Exercise directions:
Once the line containing "repository dcd119a3370fd27d" is found in the entries below, reproduce it and every line after it, stopping at and including the line containing "let notifications = store.list_by_kind(filter.kind()).await;"; reproduce nothing else, and keep each line exact.
** Opening Data under study block **
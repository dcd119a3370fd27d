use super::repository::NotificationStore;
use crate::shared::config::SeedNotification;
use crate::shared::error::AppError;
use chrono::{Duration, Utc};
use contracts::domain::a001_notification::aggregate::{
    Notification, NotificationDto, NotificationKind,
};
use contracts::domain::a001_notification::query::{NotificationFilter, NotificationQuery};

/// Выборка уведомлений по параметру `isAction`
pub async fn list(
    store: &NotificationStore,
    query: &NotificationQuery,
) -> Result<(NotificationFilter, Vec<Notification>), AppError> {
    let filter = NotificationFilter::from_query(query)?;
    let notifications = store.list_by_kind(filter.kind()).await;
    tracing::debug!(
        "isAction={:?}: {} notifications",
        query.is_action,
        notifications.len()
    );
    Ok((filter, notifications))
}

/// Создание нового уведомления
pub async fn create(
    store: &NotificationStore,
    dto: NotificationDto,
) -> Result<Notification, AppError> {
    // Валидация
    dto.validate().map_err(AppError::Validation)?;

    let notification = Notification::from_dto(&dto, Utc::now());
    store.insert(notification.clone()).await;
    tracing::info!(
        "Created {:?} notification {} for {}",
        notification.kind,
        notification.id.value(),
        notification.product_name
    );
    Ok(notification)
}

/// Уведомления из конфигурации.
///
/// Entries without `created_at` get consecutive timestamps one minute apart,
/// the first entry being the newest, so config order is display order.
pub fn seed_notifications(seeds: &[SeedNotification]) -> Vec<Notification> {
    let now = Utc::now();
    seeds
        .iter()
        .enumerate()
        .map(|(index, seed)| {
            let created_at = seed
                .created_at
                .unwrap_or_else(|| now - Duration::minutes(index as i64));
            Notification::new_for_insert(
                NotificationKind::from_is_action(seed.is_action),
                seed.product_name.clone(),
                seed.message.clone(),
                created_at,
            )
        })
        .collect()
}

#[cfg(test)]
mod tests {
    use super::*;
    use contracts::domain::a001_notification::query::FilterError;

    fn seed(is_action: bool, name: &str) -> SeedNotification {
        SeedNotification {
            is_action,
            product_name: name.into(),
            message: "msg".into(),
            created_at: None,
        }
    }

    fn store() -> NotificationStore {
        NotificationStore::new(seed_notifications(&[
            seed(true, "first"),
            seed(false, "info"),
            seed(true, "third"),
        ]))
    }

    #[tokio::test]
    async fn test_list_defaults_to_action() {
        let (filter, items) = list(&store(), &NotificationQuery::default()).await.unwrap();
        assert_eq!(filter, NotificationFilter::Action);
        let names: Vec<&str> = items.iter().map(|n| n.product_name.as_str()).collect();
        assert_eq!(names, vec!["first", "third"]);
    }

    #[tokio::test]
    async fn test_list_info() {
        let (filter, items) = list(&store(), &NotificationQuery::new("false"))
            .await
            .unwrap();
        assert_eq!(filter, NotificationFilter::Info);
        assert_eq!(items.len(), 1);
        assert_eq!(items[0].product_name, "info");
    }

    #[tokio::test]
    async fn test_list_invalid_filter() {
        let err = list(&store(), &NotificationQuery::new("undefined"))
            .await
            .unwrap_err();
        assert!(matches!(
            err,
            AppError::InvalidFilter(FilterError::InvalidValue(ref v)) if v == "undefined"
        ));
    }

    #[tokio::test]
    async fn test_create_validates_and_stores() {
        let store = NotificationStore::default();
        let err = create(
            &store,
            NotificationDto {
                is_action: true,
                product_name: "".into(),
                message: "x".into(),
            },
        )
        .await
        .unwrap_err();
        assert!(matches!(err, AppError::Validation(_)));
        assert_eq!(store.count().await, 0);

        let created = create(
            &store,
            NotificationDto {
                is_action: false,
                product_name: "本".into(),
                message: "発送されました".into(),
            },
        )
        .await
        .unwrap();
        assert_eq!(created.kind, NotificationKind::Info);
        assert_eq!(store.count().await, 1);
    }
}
** Closing Data under study block **
** Opening Data under study block **
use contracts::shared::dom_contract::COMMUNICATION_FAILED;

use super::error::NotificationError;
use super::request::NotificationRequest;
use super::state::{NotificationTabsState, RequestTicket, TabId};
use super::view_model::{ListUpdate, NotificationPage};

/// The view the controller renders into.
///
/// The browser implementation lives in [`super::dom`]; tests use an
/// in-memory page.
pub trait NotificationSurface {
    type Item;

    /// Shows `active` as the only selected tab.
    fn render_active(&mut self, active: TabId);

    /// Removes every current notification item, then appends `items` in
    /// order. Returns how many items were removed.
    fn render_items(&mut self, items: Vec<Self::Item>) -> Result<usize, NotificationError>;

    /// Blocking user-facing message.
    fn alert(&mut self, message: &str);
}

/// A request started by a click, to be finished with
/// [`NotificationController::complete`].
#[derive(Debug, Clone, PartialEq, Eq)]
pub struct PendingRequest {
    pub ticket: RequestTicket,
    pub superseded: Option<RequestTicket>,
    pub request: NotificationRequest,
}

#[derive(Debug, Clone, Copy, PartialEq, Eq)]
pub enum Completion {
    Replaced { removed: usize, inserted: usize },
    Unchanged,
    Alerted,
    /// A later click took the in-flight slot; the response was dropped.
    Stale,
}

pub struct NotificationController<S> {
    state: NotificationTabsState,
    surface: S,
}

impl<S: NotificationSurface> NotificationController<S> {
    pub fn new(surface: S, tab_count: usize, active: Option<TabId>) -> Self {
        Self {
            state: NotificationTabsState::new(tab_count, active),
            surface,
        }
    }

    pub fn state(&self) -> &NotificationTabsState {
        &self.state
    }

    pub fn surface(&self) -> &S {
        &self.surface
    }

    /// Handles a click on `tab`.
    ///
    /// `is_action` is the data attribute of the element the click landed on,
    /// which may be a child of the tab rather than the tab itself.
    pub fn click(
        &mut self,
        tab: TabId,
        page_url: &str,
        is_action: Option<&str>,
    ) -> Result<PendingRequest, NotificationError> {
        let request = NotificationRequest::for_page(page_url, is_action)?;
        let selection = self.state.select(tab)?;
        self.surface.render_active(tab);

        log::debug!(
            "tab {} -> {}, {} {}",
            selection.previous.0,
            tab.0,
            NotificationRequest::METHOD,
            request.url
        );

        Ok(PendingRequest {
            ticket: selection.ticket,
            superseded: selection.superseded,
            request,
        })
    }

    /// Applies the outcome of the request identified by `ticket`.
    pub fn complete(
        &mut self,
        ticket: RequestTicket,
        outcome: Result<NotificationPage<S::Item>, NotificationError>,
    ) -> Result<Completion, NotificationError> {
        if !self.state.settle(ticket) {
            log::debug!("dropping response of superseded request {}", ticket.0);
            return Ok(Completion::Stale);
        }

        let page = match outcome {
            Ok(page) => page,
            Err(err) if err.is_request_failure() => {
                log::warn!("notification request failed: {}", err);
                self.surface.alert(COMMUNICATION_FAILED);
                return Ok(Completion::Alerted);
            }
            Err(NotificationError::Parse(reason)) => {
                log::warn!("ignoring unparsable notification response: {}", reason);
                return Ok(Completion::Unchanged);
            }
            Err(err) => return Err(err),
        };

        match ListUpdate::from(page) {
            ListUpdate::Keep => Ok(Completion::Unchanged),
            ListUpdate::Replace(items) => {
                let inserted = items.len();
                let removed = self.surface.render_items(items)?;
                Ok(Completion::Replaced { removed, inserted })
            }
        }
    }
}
** Closing Data under study block **
Result for this task:
repository dcd119a3370fd27d
use super::repository::NotificationStore;
use crate::shared::config::SeedNotification;
use crate::shared::error::AppError;
use chrono::{Duration, Utc};
use contracts::domain::a001_notification::aggregate::{
    Notification, NotificationDto, NotificationKind,
};
use contracts::domain::a001_notification::query::{NotificationFilter, NotificationQuery};

/// Выборка уведомлений по параметру `isAction`
pub async fn list(
    store: &NotificationStore,
    query: &NotificationQuery,
) -> Result<(NotificationFilter, Vec<Notification>), AppError> {
    let filter = NotificationFilter::from_query(query)?;
    let notifications = store.list_by_kind(filter.kind()).await;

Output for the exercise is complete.